In the process of creating the present invention the recognition was that, in order to produce a 3D spectacle, or spatial image similar to natural sight, the inventor was able to provide the solution to the given objective with the aid of a special grid device created by him, namely each eye separately viewing images displayed or reproduced at approximately the same time in such a manner that the image display surface at the moment of the alternation of the image at a time not sensed by the cerebellum at a rate of approximately 1/100th of a second—is separated by a uniform dark surface from the two eyes in the exact same way as in the creation and replay of moving pictures. The spectacle termed 3D is in fact the uniform interpretation, i.e. fusion of a two dimensional image which appears twice in the cerebellum. A further recognition was that the spectacle of a glasses-free 3D real-life moving image, contrary to the solutions available thus far, can also be produced if the corresponding images reach the appropriate eyes from a two dimensional flat surface at an alternation rate of at least 1/24 images per second so that in the meantime there is a specially configured grid type device in front of the alternating left and right images projected on the surface being moved by vibration to the left and to the right, and the movement of which is on the one hand synchronized to the rate of the alternation of the images, and on the other hand ensures the seeing through the grid device by alternating eyes in such a manner that while the one eye sees through the grid, the other eye is prevented simultaneously by the grid from doing the same. If the images are displayed on the image display surface so that their “displacement” from each other in a horizontal direction (which is particular to each individual) corresponds precisely to the interocular distance of the user, if the user is placed at a certain distance and at a certain focused alignment of vertical height from the construction thus arranged and configured, furthermore if the images displayed at a rate of at least 1/24 images per second are composed from the left-right images from an image taken with a 3D camera, and a certain dead zone (at the moment of image alternation) is applied between the appearance of those images, then the objective of the present invention has been realised.

SUMMARY OF THE INVENTION

The object of the present invention therefore is a vibrating grid based space visualization device, which makes possible 3D perception for the user, which comprises a containing frame and image protection surface configured is such a manner that a vibrating grid with matte black blocking strips focused into a vertical alignment arranged in a radial manner is configured in the containing frame, where the connecting elements, preferably pivots, configured in the center line of the vibrating grid join the vibrating grid to the containing frame, allowing the rotation in a horizontal direction on the pivots of the vibrating grid so that in the right and left end positions of the grid the 3D perception of earlier recorded images appearing at an alternation rate of at least 24 images per second becomes visible in alternation to the left and right eyes on the image projecting surface located behind the vibrating grid, while at the same time in the mid-position of the vibrating grid, which is the moment of the alternation of the images, for the right and left eye simultaneously, the uniform dark left-right side surface formed by the blocking strips becomes visible, i.e. neither eye sees through the grid.

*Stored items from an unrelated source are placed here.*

#[cfg(test)]
mod tests {
    use super::*;

    fn nc() -> NonConformance {
        NonConformance::new("NC-2025-001", "Porosity in casting", Severity::Major, "test")
    }

    #[test]
    fn test_escalation_path() {
        let mut nc = nc();
        let now = Utc::now();
        nc.submit("a", now).unwrap();
        nc.investigate("b", now).unwrap();
        nc.require_capa("b", now, None, Some("CAPA-2025-009".to_string()))
            .unwrap();
        assert!(nc.requires_capa.is_set());
        nc.close("c", now, None).unwrap();
        assert_eq!(nc.status, NcStatus::Closed);
        assert!(nc.capa_requested.is_some());
    }

    #[test]
    fn test_close_directly_after_investigation() {
        let mut nc = nc();
        let now = Utc::now();
        nc.submit("a", now).unwrap();
        nc.investigate("b", now).unwrap();
        nc.close("c", now, Some("no systemic cause".to_string())).unwrap();
        assert!(!nc.requires_capa.is_set());
    }

    #[test]
    fn test_cancel_from_any_open_state() {
        let now = Utc::now();
        let mut draft = nc();
        draft.cancel("a", now, None).unwrap();
        assert_eq!(draft.status, NcStatus::Cancelled);

        let mut escalated = nc();
        escalated.submit("a", now).unwrap();
        escalated.investigate("a", now).unwrap();
        escalated.require_capa("a", now, None, None).unwrap();
        escalated.cancel("a", now, Some("raised in error".to_string())).unwrap();

        let mut closed = nc();
        closed.submit("a", now).unwrap();
        closed.investigate("a", now).unwrap();
        closed.close("a", now, None).unwrap();
        assert!(closed.cancel("a", now, None).is_err());
        assert!(closed.cancelled.is_none());
    }

    #[test]
    fn test_containment_numbering_and_completion() {
        let mut nc = nc();
        let now = Utc::now();
        nc.add_containment(ContainmentAction::new("Quarantine lot 7", "a", now));
        let second = nc
            .add_containment(ContainmentAction::new("Sort WIP at station 3", "a", now))
            .sequence;
        assert_eq!(second, 2);
        assert_eq!(nc.open_containment(), 2);

        let action = nc.containment_mut(1).unwrap();
        action.complete("b", now, Some("42 pcs held".to_string())).unwrap();
        assert!(action.complete("b", now, None).is_err());
        assert_eq!(nc.open_containment(), 1);
        assert!(nc.containment_mut(9).is_none());
    }

    #[test]
    fn test_dispositions_bounded_by_affected_quantity() {
        let mut nc = nc();
        let now = Utc::now();
        nc.quantity_affected = Some(10);

        let mut rework = Disposition::new(DispositionDecision::Rework, 6, "mrb", now);
        rework.cost = Some(120.0);
        nc.add_disposition(rework);
        let mut scrap = Disposition::new(DispositionDecision::Scrap, 4, "mrb", now);
        scrap.cost = Some(80.5);
        nc.add_disposition(scrap);
        assert!(nc.validate().is_ok());
        assert_eq!(nc.total_disposition_cost(), 200.5);

        nc.add_disposition(Disposition::new(DispositionDecision::UseAsIs, 1, "mrb", now));
        assert!(nc.validate().is_err());
    }

    #[test]
    fn test_disposition_parse() {
        assert_eq!(
            "return-to-supplier".parse::<DispositionDecision>(),
            Ok(DispositionDecision::ReturnToSupplier)
        );
        assert!("melt".parse::<DispositionDecision>().is_err());
    }

    #[test]
    fn test_investigate_requires_submission() {
        let mut nc = nc();
        assert!(nc.investigate("b", Utc::now()).is_err());
        assert!(nc.investigation_started.is_none());
        assert_eq!(nc.status, NcStatus::Draft);
    }
}
//! CLI argument definitions using clap derive

use clap::{Parser, Subcommand, ValueEnum};
use std::path::PathBuf;

use crate::cli::commands::{
    action::ActionCommands, audit::AuditCommands, capa::CapaCommands, init::InitArgs,
    insp::InspCommands, nc::NcCommands, ncr::NcrCommands, tmpl::TmplCommands,
};

#[derive(Parser)]
#[command(name = "qms")]
#[command(author, version, about = "Quality record lifecycle engine")]
#[command(long_about = "Manage NCRs, CAPAs, audits, inspections and QC templates as plain-text YAML records, with every status change driven by an explicit workflow.")]
#[command(propagate_version = true)]
pub struct Cli {
    #[command(subcommand)]
    pub command: Commands,

    #[command(flatten)]
    pub global: GlobalOpts,
}

#[derive(clap::Args, Clone, Debug)]
pub struct GlobalOpts {
    /// Output format
    #[arg(long, short = 'f', global = true, default_value = "auto")]
    pub format: OutputFormat,

    /// Suppress non-essential output
    #[arg(long, short = 'q', global = true)]
    pub quiet: bool,

    /// Enable verbose output (info-level logs on stderr)
    #[arg(long, short = 'v', global = true)]
    pub verbose: bool,

    /// Project root (default: auto-detect by finding .qms/)
    #[arg(long, global = true)]
    pub project: Option<PathBuf>,

    /// Who signs off transitions (default: configured author)
    #[arg(long, global = true, env = "QMS_ACTOR")]
    pub actor: Option<String>,
}

#[derive(Subcommand)]
pub enum Commands {
    /// Initialize a new quality records project
    Init(InitArgs),

    /// Non-conformance reports (open -> in_progress -> closed)
    #[command(subcommand)]
    Ncr(NcrCommands),

    /// Non-conformances with investigation and CAPA escalation
    #[command(subcommand)]
    Nc(NcCommands),

    /// Combined corrective and preventive actions
    #[command(subcommand)]
    Capa(CapaCommands),

    /// Corrective actions
    #[command(subcommand)]
    Ca(ActionCommands),

    /// Preventive actions
    #[command(subcommand)]
    Pa(ActionCommands),

    /// Audit plans and findings
    #[command(subcommand)]
    Audit(AuditCommands),

    /// Inspections and their results
    #[command(subcommand)]
    Insp(InspCommands),

    /// QC templates and their parameters
    #[command(subcommand)]
    Tmpl(TmplCommands),
}

#[derive(ValueEnum, Clone, Copy, Debug, Default, PartialEq, Eq)]
pub enum OutputFormat {
    /// Automatically detect based on context (yaml for show, table for list)
    #[default]
    Auto,
    /// YAML format (full fidelity)
    Yaml,
    /// Tab-separated values (for piping)
    Tsv,
    /// JSON format (for programming)
    Json,
    /// CSV format (for spreadsheets)
    Csv,
    /// Markdown tables
    Md,
    /// Just IDs, one per line
    Id,
}

#[cfg(test)]
mod tests {
    use super::*;
    use clap::CommandFactory;

    #[test]
    fn test_cli_definition_is_consistent() {
        Cli::command().debug_assert();
    }

    #[test]
    fn test_global_flags_after_subcommand() {
        let cli = Cli::try_parse_from(["qms", "ncr", "list", "-f", "json", "--actor", "qa"]).unwrap();
        assert_eq!(cli.global.format, OutputFormat::Json);
        assert_eq!(cli.global.actor.as_deref(), Some("qa"));
    }
}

The characteristic configurations of the vibrating grid based space visualization device according to the invention are presented in detail in the claims.

The solution according to this invention is described in greater detail via the following drawings:

FIG. 1 shows a front view of the containing frame,

FIG. 2. shows a top view of the containing frame,

FIG. 3. shows a side view of the containing frame, with the controlling cable and potentiometer,

FIG. 4 shows a front view of the vibrating grid,

FIG. 5 shows a top view of the vibrating grid,

FIG. 6 shows a side view of the vibrating grid,

FIG. 7 shows a perspective view showing the position of the image display surface, the eye as well as the cerebellum,

FIG. 8 presents the operation of the device according to the invention from a top view in the position at the moment in which the left eye is seeing through the grid,

FIG. 9 presents the operation of the device according to the invention from a top view in the position at the moment in which the right eye is seeing through the grid,

FIG. 10 presents the operation of the device from a top view in such a “particular” position at the moment in which the alternation of the image occurs.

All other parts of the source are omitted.